Why ImageField in form always triggers "invalid_image"? - python

I've implemented ImageField to upload images using Pillow verification in Django 1.8. For some reason, I can't submit the form. It always raises this ValidationError in the form (but with FileField this would work):
Upload a valid image. The file you uploaded was either not an image or a corrupted image.
The weird part of all this is that the ImageField.check method seems to obtain correct MIME type! (see below)
WHAT I TRIED
I've tried with JPG, GIF, and PNG formats; none worked.
So I tried to print some variables in django.forms.fields.ImageField modifying the try statement that triggers this error, adding print statements for testing:
try:
# load() could spot a truncated JPEG, but it loads the entire
# image in memory, which is a DoS vector. See #3848 and #18520.
image = Image.open(file)
# verify() must be called immediately after the constructor.
damnit = image.verify()
print 'MY_LOG: verif=', damnit
# Annotating so subclasses can reuse it for their own validation
f.image = image
# Pillow doesn't detect the MIME type of all formats. In those
# cases, content_type will be None.
f.content_type = Image.MIME.get(image.format)
print 'MY_LOG: image_format=', image.format
print 'MY_LOG: content_type=', f.content_type
Then I submit a form again to trigger the error after running python manage.py runserver and obtain these lines:
MY_LOG: verif= None
MY_LOG: image_format= JPEG
MY_LOG: content_type= image/jpeg
Image is correctly identified by Pillow and the try statement is executed until it's last line... and still the except statement is triggered? It makes nosense!
Using the same tactic, I tried to obtain sone useful log from django.db.models.fields.files.ImageField and every of it's parents until Field to print errors lists... all of them empty!
MY QUESTION
Is there anything else I can try to spot what is triggering the ValidationError?
SOME CODE
models.py
class MyImageModel(models.Model):
# Using FileField instead would mean succesfull upload
the_image = models.ImageField(upload_to="public_uploads/", blank=True, null=True)
views.py
from django.views.generic.edit import CreateView
from django.forms.models import modelform_factory
class MyFormView(CreateView):
model = MyImageModel
form_class = modelform_factory(MyImageModel,
widgets={}, fields = ['the_image',])
EDIT:
After trying the tactic suggested by #Alasdair, I obtained this report from e.message:
cannot identify image file <_io.BytesIO object at 0x7f9d52bbc770>
However, the file is successfully uploaded even if I'm not allowed to submit the form. It looks like if, somehow, the path to image wasn't processed correctly (or something else that hinders the image loading in these lines).
I think something is probably failing on these lines (from django.forms.fields.ImageField):
# We need to get a file object for Pillow. We might have a path or we might
# have to read the data into memory.
if hasattr(data, 'temporary_file_path'):
file = data.temporary_file_path()
else:
if hasattr(data, 'read'):
file = BytesIO(data.read())
else:
file = BytesIO(data['content'])
If I explore what properties does this class BytesIO have, maybe I can extract some relevant information about the error...
EDIT2
data attribute arrives empty! Determining why won't be easy...
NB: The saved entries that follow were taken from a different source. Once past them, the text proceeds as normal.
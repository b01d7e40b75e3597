use crate::{
    AppState,
    auth::{AdminUser, AuthUser, issue_token},
    error::ApiError,
    models::{
        CreateRoomRequest, LoginRequest, LoginResponse, MessageResponse, Room, SessionUser,
        UpdateRoomRequest,
    },
};
use axum::{
    Json,
    extract::{Path, Query, State, rejection::JsonRejection},
    http::StatusCode,
    response::Redirect,
};
use serde::Deserialize;

// --- Rooms ---

/// list_rooms
///
/// [Authenticated Route] Lists every room, newest id first. Read access is
/// open to any signed-in principal regardless of role; only mutations are
/// admin-gated.
#[utoipa::path(
    get,
    path = "/rooms",
    responses(
        (status = 200, description = "All rooms", body = [Room]),
        (status = 401, description = "No valid session"),
        (status = 500, description = "Storage failure")
    )
)]
pub async fn list_rooms(
    _user: AuthUser,
    State(state): State<AppState>,
) -> Result<Json<Vec<Room>>, ApiError> {
    let rooms = state
        .repo
        .list_rooms()
        .await
        .map_err(|e| ApiError::storage("Unable to load rooms.", e))?;

    Ok(Json(rooms))
}

/// create_room
///
/// [Admin Route] Creates a room. Validation collects every violation before
/// anything touches storage; a payload that fails validation inserts nothing.
///
/// *Note*: the created row is read back after the insert so the response
/// carries exactly what storage now holds, including the NUMERIC rounding of
/// the rate. Losing that read-back to a concurrent delete is a storage-level
/// failure — the write itself succeeded.
#[utoipa::path(
    post,
    path = "/rooms",
    request_body = CreateRoomRequest,
    responses(
        (status = 201, description = "Created", body = Room),
        (status = 400, description = "Validation errors"),
        (status = 401, description = "No valid session"),
        (status = 403, description = "Not an admin"),
        (status = 500, description = "Storage failure")
    )
)]
pub async fn create_room(
    AdminUser(_admin): AdminUser,
    State(state): State<AppState>,
    payload: Result<Json<CreateRoomRequest>, JsonRejection>,
) -> Result<(StatusCode, Json<Room>), ApiError> {
    // A body that does not parse is a caller mistake, not a server crash.
    let Json(payload) = payload.map_err(|_| ApiError::BadRequest("Invalid request body."))?;

    let room = payload.validate().map_err(ApiError::Validation)?;

    let created = state
        .repo
        .insert_room(room)
        .await
        .map_err(|e| ApiError::storage("Unable to create room.", e))?;

    let created = created.ok_or_else(|| {
        ApiError::storage("Unable to load created room.", sqlx::Error::RowNotFound)
    })?;

    Ok((StatusCode::CREATED, Json(created)))
}

/// update_room
///
/// [Admin Route] Sparse update: only the fields present in the payload are
/// validated and written; absent fields stay untouched. A payload that
/// validates to zero applicable fields is its own 400, distinct from
/// validation failure.
#[utoipa::path(
    put,
    path = "/rooms/{id}",
    params(("id" = i64, Path, description = "Room ID")),
    request_body = UpdateRoomRequest,
    responses(
        (status = 200, description = "Updated", body = Room),
        (status = 400, description = "Validation errors or empty update"),
        (status = 401, description = "No valid session"),
        (status = 403, description = "Not an admin"),
        (status = 404, description = "Room not found"),
        (status = 500, description = "Storage failure")
    )
)]
pub async fn update_room(
    AdminUser(_admin): AdminUser,
    State(state): State<AppState>,
    Path(id): Path<i64>,
    payload: Result<Json<UpdateRoomRequest>, JsonRejection>,
) -> Result<Json<Room>, ApiError> {
    if id == 0 {
        return Err(ApiError::BadRequest("Invalid room id."));
    }

    let Json(payload) = payload.map_err(|_| ApiError::BadRequest("Invalid request body."))?;

    let patch = payload.validate().map_err(ApiError::Validation)?;
    if patch.is_empty() {
        return Err(ApiError::BadRequest("No valid fields to update."));
    }

    match state.repo.update_room(id, patch).await {
        Ok(Some(room)) => Ok(Json(room)),
        // Covers both a missing row and an update whose read-back lost the
        // race against a concurrent delete.
        Ok(None) => Err(ApiError::NotFound("Room not found.")),
        Err(e) => Err(ApiError::storage("Unable to update room.", e)),
    }
}

/// delete_room
///
/// [Admin Route] Hard delete. Deleting the same id twice yields 200 then 404.
#[utoipa::path(
    delete,
    path = "/rooms/{id}",
    params(("id" = i64, Path, description = "Room ID")),
    responses(
        (status = 200, description = "Removed", body = MessageResponse),
        (status = 401, description = "No valid session"),
        (status = 403, description = "Not an admin"),
        (status = 404, description = "Room not found"),
        (status = 500, description = "Storage failure")
    )
)]
pub async fn delete_room(
    AdminUser(_admin): AdminUser,
    State(state): State<AppState>,
    Path(id): Path<i64>,
) -> Result<Json<MessageResponse>, ApiError> {
    if id == 0 {
        return Err(ApiError::BadRequest("Invalid room id."));
    }

    match state.repo.delete_room(id).await {
        Ok(true) => Ok(Json(MessageResponse {
            message: "Room removed.".to_string(),
        })),
        Ok(false) => Err(ApiError::NotFound("Room not found.")),
        Err(e) => Err(ApiError::storage("Unable to delete room.", e)),
    }
}

// --- Session ---

/// login
///
/// [Public Route] Credential sign-in. Reserved for administrators — regular
/// users come in through the OAuth flow — so the lookup itself is filtered to
/// admin rows. Unknown email, missing hash and wrong password are one
/// indistinguishable rejection.
#[utoipa::path(
    post,
    path = "/auth/login",
    request_body = LoginRequest,
    responses(
        (status = 200, description = "Signed in", body = LoginResponse),
        (status = 401, description = "Invalid credentials"),
        (status = 500, description = "Storage failure")
    )
)]
pub async fn login(
    State(state): State<AppState>,
    Json(payload): Json<LoginRequest>,
) -> Result<Json<LoginResponse>, ApiError> {
    let user = state
        .repo
        .find_admin_by_email(&payload.email)
        .await
        .map_err(|e| ApiError::storage("Unable to sign in.", e))?
        .ok_or(ApiError::InvalidCredentials)?;

    let hash = user
        .password_hash
        .as_deref()
        .ok_or(ApiError::InvalidCredentials)?;

    let valid = bcrypt::verify(&payload.password, hash)
        .map_err(|e| ApiError::Internal(format!("password verification failed: {e}")))?;
    if !valid {
        return Err(ApiError::InvalidCredentials);
    }

    let token = issue_token(user.id, &state.config.jwt_secret)?;

    Ok(Json(LoginResponse {
        token,
        user: user.into(),
    }))
}

/// get_session
///
/// [Authenticated Route] The current principal's profile. The principal only
/// carries id/email/role, so the full profile (name, image) is re-read here.
#[utoipa::path(
    get,
    path = "/auth/me",
    responses(
        (status = 200, description = "Current session", body = SessionUser),
        (status = 401, description = "No valid session")
    )
)]
pub async fn get_session(
    user: AuthUser,
    State(state): State<AppState>,
) -> Result<Json<SessionUser>, ApiError> {
    let profile = match state.repo.get_user(user.id).await {
        Ok(Some(profile)) => profile,
        _ => return Err(ApiError::Unauthenticated),
    };

    Ok(Json(profile.into()))
}

// --- Google OAuth ---

/// Shape of Google's token-endpoint response; only the access token is used.
#[derive(Deserialize)]
struct GoogleTokens {
    access_token: String,
}

/// The subset of Google's userinfo payload this service consumes.
#[derive(Deserialize)]
struct GoogleProfile {
    id: String,
    email: String,
    name: Option<String>,
    picture: Option<String>,
}

/// Query parameters Google sends back to the callback endpoint.
#[derive(Deserialize, utoipa::IntoParams)]
pub struct OAuthCallback {
    pub code: String,
}

/// google_login
///
/// [Public Route] Redirects the browser to Google's consent screen. The
/// provider owns the whole consent/credential exchange; this service never
/// sees a Google password.
#[utoipa::path(
    get,
    path = "/auth/google",
    responses((status = 307, description = "Redirect to Google consent"))
)]
pub async fn google_login(State(state): State<AppState>) -> Result<Redirect, ApiError> {
    let url = reqwest::Url::parse_with_params(
        "https://accounts.google.com/o/oauth2/v2/auth",
        &[
            ("client_id", state.config.google_client_id.as_str()),
            ("redirect_uri", state.config.google_redirect_url.as_str()),
            ("response_type", "code"),
            ("scope", "openid email profile"),
        ],
    )
    .map_err(|e| ApiError::Internal(format!("consent url construction failed: {e}")))?;

    Ok(Redirect::temporary(url.as_str()))
}

/// google_callback
///
/// [Public Route] Completes the OAuth flow: exchanges the authorization code,
/// fetches the user's profile, provisions a first-seen account with the fixed
/// `user` role, links the provider identity, and issues a session token.
///
/// *Invariant*: role is decided here (and only here) for OAuth accounts —
/// always `user`. An existing account keeps whatever role it already has; the
/// request can never pick its own.
#[utoipa::path(
    get,
    path = "/auth/callback/google",
    params(OAuthCallback),
    responses(
        (status = 200, description = "Signed in", body = LoginResponse),
        (status = 500, description = "Exchange or storage failure")
    )
)]
pub async fn google_callback(
    State(state): State<AppState>,
    Query(query): Query<OAuthCallback>,
) -> Result<Json<LoginResponse>, ApiError> {
    let client = reqwest::Client::new();

    let tokens: GoogleTokens = client
        .post("https://oauth2.googleapis.com/token")
        .form(&[
            ("code", query.code.as_str()),
            ("client_id", state.config.google_client_id.as_str()),
            ("client_secret", state.config.google_client_secret.as_str()),
            ("redirect_uri", state.config.google_redirect_url.as_str()),
            ("grant_type", "authorization_code"),
        ])
        .send()
        .await?
        .error_for_status()?
        .json()
        .await?;

    let profile: GoogleProfile = client
        .get("https://www.googleapis.com/oauth2/v2/userinfo")
        .bearer_auth(&tokens.access_token)
        .send()
        .await?
        .error_for_status()?
        .json()
        .await?;

    let user = match state
        .repo
        .get_user_by_email(&profile.email)
        .await
        .map_err(|e| ApiError::storage("Unable to sign in.", e))?
    {
        Some(user) => user,
        None => state
            .repo
            .create_oauth_user(&profile.email, profile.name.as_deref(), profile.picture.as_deref())
            .await
            .map_err(|e| ApiError::storage("Unable to sign in.", e))?,
    };

    state
        .repo
        .link_account(user.id, "google", &profile.id)
        .await
        .map_err(|e| ApiError::storage("Unable to sign in.", e))?;

    let token = issue_token(user.id, &state.config.jwt_secret)?;

    Ok(Json(LoginResponse {
        token,
        user: user.into(),
    }))
}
From django documentation:
Using an ImageField requires that Pillow is installed with support for the image formats you use. If you encounter a corrupt image error when you upload an image, it usually means that Pillow doesn’t understand its format. To fix this, install the appropriate library and reinstall Pillow.
So first, you should install Pillow, instead of PIL (pillow is an fork of PIL) and second, when installing, make sure that all libraries required for "understanding" by Pillow various image formats, are installed.
For list of dependencies, you can look into Pillow documentation.
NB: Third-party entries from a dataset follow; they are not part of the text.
use crate::{AppState, handlers};
use axum::{
    Router,
    routing::{get, post},
};

/// Public Router Module
///
/// Defines endpoints that are **unauthenticated** and accessible to any
/// client. Everything here is either a liveness probe or part of the sign-in
/// surface — these are the only paths an anonymous caller can reach without
/// a 401.
pub fn public_routes() -> Router<AppState> {
    Router::new()
        // GET /health
        // A simple, unauthenticated endpoint used for monitoring and load
        // balancer checks.
        .route("/health", get(|| async { "ok" }))
        // POST /auth/login
        // Credential sign-in. Restricted to admin accounts; the repository
        // lookup itself filters on role.
        .route("/auth/login", post(handlers::login))
        // GET /auth/google
        // Entry point of the OAuth flow: redirects to Google's consent page.
        .route("/auth/google", get(handlers::google_login))
        // GET /auth/callback/google?code=...
        // Completion of the OAuth flow: code exchange, first-seen account
        // provisioning (role fixed to 'user'), session token issuance.
        .route("/auth/callback/google", get(handlers::google_callback))
}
After thinking a lot, analyzing the implied code and lots of trial-and-error, I tried to edit this line from the try / except block that I exposed in the question (in django.forms.fields.ImageField) like this:
# Before edition
image = Image.open(file)
# After my edition
image = Image.open(f)
This fixed my issue. Now everything works well and I can submit the form. Invalid files are correctly rejected by the corresponding ValidationError
MY GUESS ABOUT HOW COULD THIS HAPPEN
I'm not sure if I'm guessing right, but:
I think this worked because this line had an error naming the correct variable. In addition, using file as a variable name looks like a typo, because file seems to be reserved for an existing built-in.
If my guess is right, maybe I should report this issue to Django developers

Related

I am getting this error "media type unrecognized" when I upload this image?
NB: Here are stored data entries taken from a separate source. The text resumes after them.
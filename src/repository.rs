use crate::models::{NewRoom, Room, RoomPatch, RoomRow, User};
use async_trait::async_trait;
use sqlx::{PgPool, query_builder::QueryBuilder};
use std::sync::Arc;

/// Repository Trait
///
/// Defines the abstract contract for all persistence operations. The handlers
/// interact with the data layer only through this trait, so tests can swap in
/// a mock and the route layer never mutates persisted state directly.
///
/// Every method returns a `Result` — a storage failure is a first-class
/// outcome that the route layer maps to a generic 500, never a swallowed
/// empty value.
///
/// **Send + Sync + async_trait** are required to make the trait object
/// (`Arc<dyn Repository>`) safely shareable across Axum's task boundaries.
#[async_trait]
pub trait Repository: Send + Sync {
    // --- Rooms ---
    // Full listing, newest id first.
    async fn list_rooms(&self) -> Result<Vec<Room>, sqlx::Error>;
    // Single-row read, used by the write read-backs.
    async fn get_room(&self, id: i64) -> Result<Option<Room>, sqlx::Error>;
    // Insert followed by a read-back of the generated id. `Ok(None)` means the
    // read-back lost a race against a concurrent delete.
    async fn insert_room(&self, room: NewRoom) -> Result<Option<Room>, sqlx::Error>;
    // Sparse update: writes only the fields the patch marks present.
    // `Ok(None)` covers both "no such row" and a read-back lost to a
    // concurrent delete; the route layer reports both as NotFound.
    async fn update_room(&self, id: i64, patch: RoomPatch) -> Result<Option<Room>, sqlx::Error>;
    // `Ok(false)` when no row matched.
    async fn delete_room(&self, id: i64) -> Result<bool, sqlx::Error>;

    // --- Users (session-provider edge) ---
    async fn get_user(&self, id: i64) -> Result<Option<User>, sqlx::Error>;
    async fn get_user_by_email(&self, email: &str) -> Result<Option<User>, sqlx::Error>;
    /// Credential sign-in is restricted to admin rows; regular users only
    /// ever authenticate through OAuth.
    async fn find_admin_by_email(&self, email: &str) -> Result<Option<User>, sqlx::Error>;
    /// First-seen OAuth identity provisioning. The role is fixed to `user`
    /// here; nothing reachable from a request can choose a different role.
    async fn create_oauth_user(
        &self,
        email: &str,
        name: Option<&str>,
        image: Option<&str>,
    ) -> Result<User, sqlx::Error>;
    /// Records the external-provider linkage. Idempotent per provider identity.
    async fn link_account(
        &self,
        user_id: i64,
        provider: &str,
        provider_account_id: &str,
    ) -> Result<(), sqlx::Error>;
}

/// RepositoryState
///
/// The concrete type used to share the persistence layer across the
/// application state.
pub type RepositoryState = Arc<dyn Repository>;

/// PostgresRepository
///
/// The concrete implementation of the `Repository` trait, backed by the
/// PostgreSQL pool. Connections are acquired per statement and released when
/// the statement completes; nothing is held across requests.
pub struct PostgresRepository {
    pool: PgPool,
}

const ROOM_COLUMNS: &str = "id, name, room_type, nightly_rate, status, notes";
const USER_COLUMNS: &str = "id, email, password_hash, name, role, image";

impl PostgresRepository {
    /// Creates a new repository instance using the initialized connection pool.
    pub fn new(pool: PgPool) -> Self {
        Self { pool }
    }
}

#[async_trait]
impl Repository for PostgresRepository {
    /// list_rooms
    ///
    /// Newest-id-first listing. The `RoomRow` → `Room` mapping coerces the
    /// NUMERIC rate back into an f64 on every read.
    async fn list_rooms(&self) -> Result<Vec<Room>, sqlx::Error> {
        let rows = sqlx::query_as::<_, RoomRow>(&format!(
            "SELECT {ROOM_COLUMNS} FROM rooms ORDER BY id DESC"
        ))
        .fetch_all(&self.pool)
        .await?;

        Ok(rows.into_iter().map(RoomRow::into_room).collect())
    }

    async fn get_room(&self, id: i64) -> Result<Option<Room>, sqlx::Error> {
        let row = sqlx::query_as::<_, RoomRow>(&format!(
            "SELECT {ROOM_COLUMNS} FROM rooms WHERE id = $1"
        ))
        .bind(id)
        .fetch_optional(&self.pool)
        .await?;

        Ok(row.map(RoomRow::into_room))
    }

    /// insert_room
    ///
    /// INSERT followed by a separate read-back SELECT, so the response
    /// reflects exactly what the storage layer now holds (including the
    /// NUMERIC(10,2) rounding of the rate). The two statements are not
    /// wrapped in a transaction; a concurrent delete between them surfaces
    /// as `Ok(None)`.
    async fn insert_room(&self, room: NewRoom) -> Result<Option<Room>, sqlx::Error> {
        let id: i64 = sqlx::query_scalar(
            "INSERT INTO rooms (name, room_type, nightly_rate, status, notes) \
             VALUES ($1, $2, $3, $4, $5) RETURNING id",
        )
        .bind(&room.name)
        .bind(&room.room_type)
        .bind(room.nightly_rate)
        .bind(room.status)
        .bind(&room.notes)
        .fetch_one(&self.pool)
        .await?;

        self.get_room(id).await
    }

    /// update_room
    ///
    /// Builds the UPDATE from only the fields the patch marks present, using
    /// QueryBuilder for safe parameterization. Zero affected rows means the
    /// room does not exist. The read-back afterwards is, like on insert, not
    /// transactional — last-write-wins between concurrent writers.
    ///
    /// Callers must pass a non-empty patch; the route layer rejects empty
    /// ones before reaching here.
    async fn update_room(&self, id: i64, patch: RoomPatch) -> Result<Option<Room>, sqlx::Error> {
        let mut builder: QueryBuilder<sqlx::Postgres> = QueryBuilder::new("UPDATE rooms SET ");
        let mut fields = builder.separated(", ");

        if let Some(name) = &patch.name {
            fields.push("name = ");
            fields.push_bind_unseparated(name);
        }
        if let Some(room_type) = &patch.room_type {
            fields.push("room_type = ");
            fields.push_bind_unseparated(room_type);
        }
        if let Some(rate) = patch.nightly_rate {
            fields.push("nightly_rate = ");
            fields.push_bind_unseparated(rate);
        }
        if let Some(status) = patch.status {
            fields.push("status = ");
            fields.push_bind_unseparated(status);
        }
        if let Some(notes) = &patch.notes {
            // `Some(None)` writes SQL NULL: a present-but-blank notes key
            // clears the column.
            fields.push("notes = ");
            fields.push_bind_unseparated(notes.as_deref());
        }

        builder.push(" WHERE id = ");
        builder.push_bind(id);

        let affected = builder.build().execute(&self.pool).await?.rows_affected();
        if affected == 0 {
            return Ok(None);
        }

        self.get_room(id).await
    }

    /// delete_room
    ///
    /// Hard delete; no soft-delete or versioning exists for rooms.
    async fn delete_room(&self, id: i64) -> Result<bool, sqlx::Error> {
        let result = sqlx::query("DELETE FROM rooms WHERE id = $1")
            .bind(id)
            .execute(&self.pool)
            .await?;

        Ok(result.rows_affected() > 0)
    }

    // --- Users ---

    async fn get_user(&self, id: i64) -> Result<Option<User>, sqlx::Error> {
        sqlx::query_as::<_, User>(&format!("SELECT {USER_COLUMNS} FROM users WHERE id = $1"))
            .bind(id)
            .fetch_optional(&self.pool)
            .await
    }

    async fn get_user_by_email(&self, email: &str) -> Result<Option<User>, sqlx::Error> {
        sqlx::query_as::<_, User>(&format!(
            "SELECT {USER_COLUMNS} FROM users WHERE email = $1"
        ))
        .bind(email)
        .fetch_optional(&self.pool)
        .await
    }

    async fn find_admin_by_email(&self, email: &str) -> Result<Option<User>, sqlx::Error> {
        sqlx::query_as::<_, User>(&format!(
            "SELECT {USER_COLUMNS} FROM users WHERE email = $1 AND role = 'admin'"
        ))
        .bind(email)
        .fetch_optional(&self.pool)
        .await
    }

    /// create_oauth_user
    ///
    /// Inserts the first-seen OAuth identity with the fixed `user` role and
    /// returns the stored row.
    async fn create_oauth_user(
        &self,
        email: &str,
        name: Option<&str>,
        image: Option<&str>,
    ) -> Result<User, sqlx::Error> {
        sqlx::query_as::<_, User>(&format!(
            "INSERT INTO users (email, name, image, role) VALUES ($1, $2, $3, 'user') \
             RETURNING {USER_COLUMNS}"
        ))
        .bind(email)
        .bind(name)
        .bind(image)
        .fetch_one(&self.pool)
        .await
    }

    /// link_account
    ///
    /// `ON CONFLICT DO NOTHING` against the (provider, provider_account_id)
    /// key makes repeat sign-ins idempotent.
    async fn link_account(
        &self,
        user_id: i64,
        provider: &str,
        provider_account_id: &str,
    ) -> Result<(), sqlx::Error> {
        sqlx::query(
            "INSERT INTO accounts (user_id, type, provider, provider_account_id) \
             VALUES ($1, 'oauth', $2, $3) \
             ON CONFLICT (provider, provider_account_id) DO NOTHING",
        )
        .bind(user_id)
        .bind(provider)
        .bind(provider_account_id)
        .execute(&self.pool)
        .await?;

        Ok(())
    }
}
I am getting this error ("Media type unrecognized.") after uploading these kinds of images. Uploading this image directly to twitter works fine but not through the API. This is the image:
Image:
My Code:
images = []
for x in user_tweet_images_list: # AWS S3 image urls
media_file = tempfile.NamedTemporaryFile(
delete=False,
suffix=get_image_extension(x.tweet_image.url)
)
media_file.write(x.tweet_image.read())
images.append(media_file.name)
media_ids = [api.media_upload(i).media_id_string for i in images]
post_tweet = api.update_status(status=user_tweet.tweet_message, media_ids=media_ids)
EDIT: This error is actually a TweepError originating from Twitter's API. The likely issue is that you're uploading an empty file because you haven't flushed the data to the temporary file, e.g. with media_file.flush().
This is likely due to a known Tweepy issue and will probably be fixed when v3.9 is released with a fix.
In the meantime, Depending on what get_image_extension does, you might need to add a dot (.):
[NamedTemporaryFile] does not put a dot between the file name and the suffix; if you need one, put it at the beginning of suffix.
https://docs.python.org/3/library/tempfile.html

Python Script to detect broken images

I wrote a python script to detect broken images and count them,
The problem in my script is it detects all the images and does not detect broken images. How to fix this. I refered :
How to check if a file is a valid image file? for my code
My code
import os
from os import listdir
from PIL import Image
count=0
for filename in os.listdir('/Users/ajinkyabobade/Desktop/2'):
if filename.endswith('.JPG'):
try:
img=Image.open('/Users/ajinkyabobade/Desktop/2'+filename)
img.verify()
except(IOError,SyntaxError)as e:
print('Bad file : '+filename)
count=count+1
print(count)
I have added another SO answer here that extends the PIL solution to better detect broken images.
I also implemented this solution in my Python script here on GitHub.
I also verified that damaged files (jpg) frequently are not 'broken' images i.e, a damaged picture file sometimes remains a legit picture file, the original image is lost or altered but you are still able to load it.
I quote the other answer for completeness:
You can use Python Pillow(PIL) module, with most image formats, to check if a file is a valid and intact image file.
In the case you aim at detecting also broken images, #Nadia Alramli correctly suggests the im.verify() method, but this does not detect all the possible image defects, e.g., im.verify does not detect truncated images (that most viewer often load with a greyed area).
Pillow is able to detect these type of defects too, but you have to apply image manipulation or image decode/recode in or to trigger the check. Finally I suggest to use this code:
try:
im = Image.load(filename)
im.verify() #I perform also verify, don't know if he sees other types o defects
im.close() #reload is necessary in my case
im = Image.load(filename)
im.transpose(PIL.Image.FLIP_LEFT_RIGHT)
im.close()
except:
#manage excetions here
In case of image defects this code will raise an exception.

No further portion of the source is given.